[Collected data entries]
// [apps/head/src/kernel.rs]
//! Composition root: wires the coordination-store connection, node
//! enrollment, and the admin API + monitor loop into one process.

use std::sync::Arc;

use certslurp_config::ClusterConfig;
use certslurp_coordination_store::{CoordinationStore, EtcdStore};
use certslurp_secrets::NodeKeypair;
use tracing::{info, instrument};

use crate::monitor;
use crate::routes::build_router;
use crate::state::AppState;

pub struct HeadKernel {
    state: AppState,
    listen_addr: String,
    monitor_period_secs: u64,
    orphan_batch_size: u32,
}

impl HeadKernel {
    #[instrument(skip(config))]
    pub async fn ignite(config: &ClusterConfig) -> anyhow::Result<Self> {
        let store: Arc<dyn CoordinationStore> = Arc::new(
            EtcdStore::connect(&config.etcd.endpoints, config.etcd.username.clone(), config.etcd.password.clone())
                .await?,
        );

        let keypair = NodeKeypair::load_or_generate(&config.secrets.keychain_file)?;
        let state = AppState::new(store, config, keypair);

        if let Some(cluster_key) = &config.secrets.cluster_key {
            if !state.secrets_client.is_enrolled() {
                state.secrets_client.bootstrap_with_cluster_key(cluster_key).await?;
            }
        } else if !state.secrets_client.is_enrolled() {
            state.secrets_client.register_pending().await?;
            info!("head is not self-bootstrapped; awaiting operator approval for cluster key");
        }

        Ok(HeadKernel {
            state,
            listen_addr: config.api.listen_addr.clone(),
            monitor_period_secs: config.head.monitor_period_secs,
            orphan_batch_size: config.head.orphan_batch_size,
        })
    }

    pub async fn launch(self) -> anyhow::Result<()> {
        let monitor_state = self.state.clone();
        tokio::spawn(monitor::run(monitor_state, self.monitor_period_secs, self.orphan_batch_size));

        let router = build_router(self.state);
        let listener = tokio::net::TcpListener::bind(&self.listen_addr).await?;
        info!(addr = %self.listen_addr, "admin API listening");
        axum::serve(listener, router).await?;
        Ok(())
    }
}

(WHAT IS REQUIRED) For the string "instrument", go through the entries above and copy each line where it occurs.

(REPLY TO THE TASK)
use tracing::{info, instrument};
    #[instrument(skip(config))]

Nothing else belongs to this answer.